We say pretty words about dead people.

There’s something about Death that forces the poet in us to the surface. When we lose someone we love, we suddenly feel free to speak beautiful, flowery sentiments of gratitude, and affection, and admiration; words that we’d kept bottled-up for years; words the other person had been longing their entire lives for.

And now that we’re finally ready to say them, they can’t hear.

My father passed away this time last year, and like many who grieve, I talk to him all the time. One of the greatest sources of peace I have, comes from the fact that he’s heard it all before.

He knew I loved him and respected him and was grateful for him, because I’d told him when he was alive. While I often wonder if the words reach him now, I take comfort in knowing that they reached him then.

Life can be shockingly mundane, and that monotony has a way of tricking us; of lulling us into believing that we have as much time as we need with people. That feeling sedates us just enough, so that we rarely feel the urgency of fully expressing our hearts to those we love.

And then, when we have everything instantly ripped-out from under us in the blink of a tear-filled eye, things suddenly feel pretty darn urgent.

In the moments and months following the loss of someone we love, we get hit by the frantic flood of every unspoken thought, every withheld word, every undelivered sweetness; and we plead for just a few precious seconds back so that we can say all that we never said; all that we should have said. Time becomes something invaluable that we’d gladly sell everything we own for.

Eulogies are really wonderful things, they’re just usually really poorly timed.

We like to say that people are “late” after they’ve passed away, but the truth is that our words are often late too. They’re often too late to change the path of a life while it’s being lived, too late to bring restoration to a broken-hearted soul while still in its body, too late to give someone wings while their feet still touch the ground.

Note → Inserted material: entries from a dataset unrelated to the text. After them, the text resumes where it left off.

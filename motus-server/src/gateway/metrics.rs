use std::sync::atomic::{AtomicU64, Ordering};

/// Leaderboard request tallies, zeroed on every scrape.
#[derive(Debug, Default)]
pub struct LeaderboardMetrics {
    requests: AtomicU64,
    errors: AtomicU64,
}

impl LeaderboardMetrics {
    pub fn new() -> Self {
        Self::default()
    }

    pub fn record_request(&self) {
        self.requests.fetch_add(1, Ordering::Relaxed);
    }

    pub fn record_error(&self) {
        self.errors.fetch_add(1, Ordering::Relaxed);
    }

    pub fn scrape(&self) -> String {
        let requests = self.requests.swap(0, Ordering::Relaxed);
        let errors = self.errors.swap(0, Ordering::Relaxed);
        format!(
            "http_requests_leaderbord_total {}\nerror_total {}",
            requests, errors
        )
    }
}

#[cfg(test)]
mod tests {
    use super::*;

    #[test]
    fn test_scrape_resets_counters() {
        let metrics = LeaderboardMetrics::new();
        metrics.record_request();
        metrics.record_request();
        metrics.record_error();

        assert_eq!(
            metrics.scrape(),
            "http_requests_leaderbord_total 2\nerror_total 1"
        );
        assert_eq!(
            metrics.scrape(),
            "http_requests_leaderbord_total 0\nerror_total 0"
        );
    }
}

I think we should give people living eulogies; that we should speak lavish, unashamed words of love and kindness, not about them after they’re gone, but to them while we can.

Because the truth is, when it comes to the people you love, (as impossible as it can be to believe), one day you won’t get to choose.

One day you’ll pick-up the phone to call them, and then you’ll catch yourself and remember; and put it back down.
One day you’ll want to sit across from them and say everything you never said but should have; and the chair will be empty.
One day you’ll speak every life-giving, grateful, love-drenched word; and you’ll do it to a head stone, or a casket, or to the ether.

Friend, there are people around you who need to see the full contents of your heart, now. They deserve the blessing of  knowing that they matter, today.

Realize that time is startlingly short.
Give eulogies to the living.
Memorialize them face-to-face.

Speak all the words of love, to those you love.

Say everything while they can still hear.